CES Hawthorne Solar, LLC is asking the town to consider a ground-mounted array of about 15,000 panels on 32 unused acres of the grounds that would produce 7.5 million kilowatts of green energy a year. That would be enough to power about 1,000 residential homes each year.
Steven Onidshin, project manager for CES Hawthorne Solar, said the land would be leased for 25 years on a piece of the cemetery that is not expected to be used for decades. It would also generate revenue for town since the cemetery is in trust for St. Patrick’s Cathedral, which does not get taxed.
There would be a payment in lieu of taxes agreement that is currently being negotiated by the town’s tax assessor but is expected to provide $55,000 to $60,000 a year in revenue for the duration of the lease, said project engineer Mark Zelina.
“This is a direct benefit to the tax rolls and does not places a drain on school districts or infrastructure,” Onidshin said.
The cemetery, which measures more than 200 acres, would carve out 46 acres for the array, although the panels would be spread over 32 acres.
The board rejected a request by the applicant’s representatives to schedule a public hearing because there were key pieces of information missing from its presentation. Board members asked CES Hawthorne Solar to return with information on how it plans to maintain the site where the panels would be installed and for the removal of the equipment and restoration of the land once the lease expires.
Members also asked for the fire department to weigh in on how it would fight a blaze should one occur as well as input from the building inspector and the town engineer.
“I don’t think we have enough here to schedule a public hearing,” said board member James Collins. “These are not minor items, they’re huge items.”
He also wanted to learn more about a comment made during the presentation by the applicant’s attorney, James Kirkpatrick, that raised eyebrows. Kirkpatrick said the power generated would provide lower-cost electricity to parishes and qualified town residents.

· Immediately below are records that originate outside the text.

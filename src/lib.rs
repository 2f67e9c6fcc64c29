//! # Live Scope
//!
//! Low-latency live capture of a mono audio signal into a fixed-length
//! rolling display buffer.
//!
//! ## Architecture Overview
//!
//! ```text
//! ┌──────────────────────────────────────────────────────────────────────┐
//! │                    AUDIO CALLBACK THREAD (context a)                  │
//! │  ┌─────────────┐    ┌──────────────────────┐    ┌──────────────────┐ │
//! │  │   Device    │───▶│   Capture Session    │───▶│  Sample Queue    │ │
//! │  │  (backend)  │    │ downsample + stamp   │    │ (ArrayQueue, N)  │ │
//! │  └─────────────┘    └──────────────────────┘    └────────┬─────────┘ │
//! └──────────────────────────────────────────────────────────┼───────────┘
//!                                                            │ dequeue_all
//! ┌──────────────────────────────────────────────────────────┼───────────┐
//! │                     CONTROL / RENDER THREAD (context b)  ▼           │
//! │  ┌──────────────────────┐   absorb   ┌──────────────────────────┐    │
//! │  │    Render Ticker     │───────────▶│     Rolling Buffer       │    │
//! │  └──────────┬───────────┘            └──────────────────────────┘    │
//! │             │ frame_ready(snapshot)                ▲ resize          │
//! │             ▼                                      │                 │
//! │  ┌──────────────────────┐            ┌─────────────┴────────────┐    │
//! │  │  Renderer (external) │            │  Reconfiguration         │    │
//! │  └──────────────────────┘            │  Controller (stop/start) │    │
//! │                                      └──────────────────────────┘    │
//! └──────────────────────────────────────────────────────────────────────┘
//! ```
//!
//! The callback only ever touches the queue and a packed atomic holding the
//! downsample stride and the current generation. Every reconfiguration
//! advances the generation, and the ticker discards blocks stamped with an
//! older one.

pub mod audio;
pub mod config;
pub mod control;
pub mod display;
pub mod error;

pub use control::{Parameter, ScopeController};
pub use error::{Error, ErrorKind, Result};

/// Application-wide constants
pub mod constants {
    /// Default capture sample rate in Hz
    pub const DEFAULT_SAMPLE_RATE: u32 = 44100;

    /// Default downsample stride
    pub const DEFAULT_DOWNSAMPLE: u32 = 1;

    /// Default rolling window length in milliseconds
    pub const DEFAULT_WINDOW_LENGTH_MS: u32 = 1000;

    /// Default render tick interval in milliseconds
    pub const DEFAULT_REFRESH_INTERVAL_MS: u32 = 30;

    /// Default sample queue capacity (in blocks)
    pub const DEFAULT_QUEUE_CAPACITY: usize = 20;

    /// Upper bound on the rolling buffer length
    pub const MAX_DISPLAY_SAMPLES: usize = 1 << 24;
}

Board member Joan Lederman said while the additional revenue would be beneficial to the community, she was highly skeptical of the current effectiveness of solar power.
“We’re clear-cutting 30 acres of trees and destabilizing the slopes for solar panels,” Lederman said. “Solar panels are ineffective and very expensive, that’s why most people don’t have them on their homes because the government, both state and federal, pay them to do that, and federal and state governments are no doubt paying Con Edison to do this too, which is one of the reasons why they’re doing it.”
Board Chairman Michael McLaughlin wanted to learn from the assessor’s office how much the acreage that will be used for the panels would generate if the land was taxed. He said he hoped the Town Board won’t be negotiating away a benefit that is well below what the town might derive in taxes.
Another board member, Jane Abbate, offered that the proposed screening of 150 trees and plants seems thin considering the panels will be over 32 acres.
McLaughlin explained the board needs direction from its professionals on staff before it would move forward.
“The Planning Board does not schedule a public hearing until we have gotten from the building inspector and the town engineer a written statement that they think it’s ready,” he said.